LightSquared Chairman and Chief Executive, Sanjiv Ahuja, said Monday that the company remains committed to reaching 260 million Americans with its coverage footprint by 2015 and is aiming to accelerate that time table by at least a year.
But the company's plans have alarmed GPS equipment makers, and the many government agencies and companies that rely on GPS systems, because LightSquared's network would use airwaves right next to those already set aside for GPS. They warn that sensitive satellite receivers — designed to pick up relatively weak signals coming from space — could be overwhelmed when LightSquared starts sending high-powered signals from as many as 40,000 transmitters on the ground.
The FCC has said it will not allow LightSquared to launch its network until the interference problems are resolved. And it has required the company to participate in a technical working group with GPS manufacturers and users to study the matter. That group conducted GPS interference tests using LightSquared equipment in Las Vegas last month.
The results of those tests were due to the FCC last week, but LightSquared filed for a two-week filing extension even as GPS equipment makers say the results showed significant interference problems.
Other tests point to the same conclusion. A working group of the National Executive Committee for Space-Based Positioning, Navigation, and Timing — a federal organization that advises and coordinates among federal agencies that rely on GPS technology — recently released results from a series of tests conducted by various government agencies in New Mexico in April. Researchers found potential for widespread GPS interference.
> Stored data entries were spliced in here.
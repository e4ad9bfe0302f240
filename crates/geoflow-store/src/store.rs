//! MetricsStore: redb-backed row store for placement metrics.
//!
//! Rows are addressed by table name and primary key. Values are JSON
//! documents; the store does not interpret them beyond deriving keys on
//! import. The store supports both on-disk and in-memory backends (the
//! latter for testing).

use std::path::Path;
use std::sync::Arc;

use redb::{Database, ReadableDatabase, ReadableTable};
use serde::de::DeserializeOwned;
use serde_json::Value;
use tracing::debug;

use crate::error::{StoreError, StoreResult};
use crate::tables::Table;
use crate::types::*;

/// Convert any `Display` error into a `StoreError` variant via a closure factory.
macro_rules! map_err {
    ($variant:ident) => {
        |e| StoreError::$variant(e.to_string())
    };
}

/// Read access to metrics rows. The solver's loader consumes this.
///
/// Calls are blocking and cannot be interrupted: the loader checks its
/// deadline before and after each call, so a source that never returns
/// blocks the solve. Sources that reach over a network must bound their
/// own I/O time and return a transient error when it runs out.
pub trait MetricsSource {
    /// Get one row by primary key.
    fn get_row(&self, table: Table, key: &str) -> StoreResult<Option<Value>>;

    /// All rows whose key starts with `prefix`, in key order.
    fn scan_rows(&self, table: Table, prefix: &str) -> StoreResult<Vec<(String, Value)>>;
}

/// Thread-safe metrics store backed by redb.
#[derive(Clone)]
pub struct MetricsStore {
    db: Arc<Database>,
}

impl MetricsStore {
    /// Open (or create) a persistent metrics store at the given path.
    pub fn open(path: &Path) -> StoreResult<Self> {
        let db = Database::create(path).map_err(map_err!(Open))?;
        let store = Self { db: Arc::new(db) };
        store.ensure_tables()?;
        debug!(?path, "metrics store opened");
        Ok(store)
    }

    /// Create an ephemeral in-memory metrics store (for testing).
    pub fn open_in_memory() -> StoreResult<Self> {
        let backend = redb::backends::InMemoryBackend::new();
        let db = Database::builder()
            .create_with_backend(backend)
            .map_err(map_err!(Open))?;
        let store = Self { db: Arc::new(db) };
        store.ensure_tables()?;
        debug!("in-memory metrics store opened");
        Ok(store)
    }

    /// Create all tables if they don't exist yet.
    fn ensure_tables(&self) -> StoreResult<()> {
        let txn = self.db.begin_write().map_err(map_err!(Transaction))?;
        // Opening a table in a write transaction creates it if absent.
        for table in Table::ALL {
            txn.open_table(table.definition()).map_err(map_err!(Table))?;
        }
        txn.commit().map_err(map_err!(Transaction))?;
        Ok(())
    }

    /// Insert or replace a row.
    pub fn put_row(&self, table: Table, key: &str, row: &Value) -> StoreResult<()> {
        let value = serde_json::to_vec(row).map_err(map_err!(Serialize))?;
        let txn = self.db.begin_write().map_err(map_err!(Transaction))?;
        {
            let mut handle = txn.open_table(table.definition()).map_err(map_err!(Table))?;
            handle
                .insert(key, value.as_slice())
                .map_err(map_err!(Write))?;
        }
        txn.commit().map_err(map_err!(Transaction))?;
        debug!(%table, %key, "row stored");
        Ok(())
    }

    /// Delete a row by key. Returns true if it existed.
    pub fn delete_row(&self, table: Table, key: &str) -> StoreResult<bool> {
        let txn = self.db.begin_write().map_err(map_err!(Transaction))?;
        let existed;
        {
            let mut handle = txn.open_table(table.definition()).map_err(map_err!(Table))?;
            existed = handle.remove(key).map_err(map_err!(Write))?.is_some();
        }
        txn.commit().map_err(map_err!(Transaction))?;
        debug!(%table, %key, existed, "row deleted");
        Ok(existed)
    }

    /// Insert rows, deriving each key from the row's own fields.
    ///
    /// All rows are validated before anything is written.
    pub fn import_rows(&self, table: Table, rows: &[Value]) -> StoreResult<usize> {
        let keyed: Vec<(String, Vec<u8>)> = rows
            .iter()
            .map(|row| {
                let key = row_key(table, row)?;
                let bytes = serde_json::to_vec(row).map_err(map_err!(Serialize))?;
                Ok((key, bytes))
            })
            .collect::<StoreResult<_>>()?;

        let txn = self.db.begin_write().map_err(map_err!(Transaction))?;
        {
            let mut handle = txn.open_table(table.definition()).map_err(map_err!(Table))?;
            for (key, bytes) in &keyed {
                handle
                    .insert(key.as_str(), bytes.as_slice())
                    .map_err(map_err!(Write))?;
            }
        }
        txn.commit().map_err(map_err!(Transaction))?;
        debug!(%table, rows = keyed.len(), "rows imported");
        Ok(keyed.len())
    }

    /// Import a fixture document: `{ "<table name>": [row, ...], ... }`.
    ///
    /// Returns the number of rows written.
    pub fn import_fixture(&self, fixture: &Value) -> StoreResult<usize> {
        let object = fixture
            .as_object()
            .ok_or_else(|| StoreError::Deserialize("fixture must be a JSON object".to_string()))?;
        let mut total = 0;
        for (name, rows) in object {
            let table: Table = name.parse()?;
            let rows = rows.as_array().ok_or_else(|| {
                StoreError::Deserialize(format!("fixture table {name} must be an array"))
            })?;
            total += self.import_rows(table, rows)?;
        }
        Ok(total)
    }
}

impl MetricsSource for MetricsStore {
    fn get_row(&self, table: Table, key: &str) -> StoreResult<Option<Value>> {
        let txn = self.db.begin_read().map_err(map_err!(Transaction))?;
        let handle = txn.open_table(table.definition()).map_err(map_err!(Table))?;
        match handle.get(key).map_err(map_err!(Read))? {
            Some(guard) => {
                let row: Value =
                    serde_json::from_slice(guard.value()).map_err(map_err!(Deserialize))?;
                Ok(Some(row))
            }
            None => Ok(None),
        }
    }

    fn scan_rows(&self, table: Table, prefix: &str) -> StoreResult<Vec<(String, Value)>> {
        let txn = self.db.begin_read().map_err(map_err!(Transaction))?;
        let handle = txn.open_table(table.definition()).map_err(map_err!(Table))?;
        let mut results = Vec::new();
        for entry in handle.iter().map_err(map_err!(Read))? {
            let (key, value) = entry.map_err(map_err!(Read))?;
            if key.value().starts_with(prefix) {
                let row: Value =
                    serde_json::from_slice(value.value()).map_err(map_err!(Deserialize))?;
                results.push((key.value().to_string(), row));
            }
        }
        Ok(results)
    }
}

/// Derive the primary key of a row for the given table.
pub fn row_key(table: Table, row: &Value) -> StoreResult<String> {
    Ok(match table {
        Table::DatacenterInfo => parse_row::<DatacenterRow>(table, row)?.table_key(),
        Table::GridCarbon => parse_row::<GridCarbonRow>(table, row)?.table_key(),
        Table::NetworkLatency => parse_row::<NetworkLatencyRow>(table, row)?.table_key(),
        Table::TransmissionCarbon => parse_row::<TransmissionCarbonRow>(table, row)?.table_key(),
        Table::WorkflowConfig => parse_row::<WorkflowConfigRow>(table, row)?.table_key(),
        Table::WorkflowStatistics => parse_row::<WorkflowStatisticsRow>(table, row)?.table_key(),
    })
}

fn parse_row<T: DeserializeOwned>(table: Table, row: &Value) -> StoreResult<T> {
    serde_json::from_value(row.clone())
        .map_err(|e| StoreError::Deserialize(format!("{table}: {e}")))
}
And tests conducted by RTCA, a nonprofit group that advises the Federal Aviation Administration, uncovered that LightSquared's use of airwaves closest to the GPS spectrum would cause a "complete loss of GPS receiver function" over large metropolitan areas.
Against that backdrop, LightSquared acknowledged Monday that a 10-megehertz block of spectrum that it had planned to use for the initial launch of its network would pose problems for many GPS receivers. The company said it will therefore use a different block of spectrum currently held by mobile satellite provider Inmarsat. The new block is located father away from GPS frequencies and would not disturb the vast majority of GPS receivers, LightSquared said.
The company already has a spectrum-sharing agreement with Inmarsat, which has disclosed a $40 million payment from LightSquared.
LightSquared added that it is committed to addressing remaining interference concerns for a limited number of high-precision GPS receivers used primarily in farming, construction and surveying equipment. LightSquared also said Monday that it will reduce the maximum allowed power for its base-station transmitters by more than 50 percent to provide additional GPS protection.
In addition, the company said it will work with the FCC, other government agencies and commercial GPS users to explore additional ways to protect GPS systems as it grows its network. "LightSquared believes that its next-generation... network can live harmoniously, side-by-side, with GPS users," the company said in a release.
Still, GPS equipment makers were not convinced. Jim Kirkland, vice president and general counsel of Trimble Navigation Ltd., which makes GPS systems, called LightSquared's new plan a "Hail Mary move." He said the results from the recent government tests and the tests done by the FCC-mandated study group show that even if LightSquared moves to the Inmarsat spectrum, it will still interfere with many critical GPS receivers beyond just precision receivers.
For it's part, the FCC is still awaiting a full report from the study group. The report is due by July 1. The FCC had no comment on LightSquared's announcement Monday.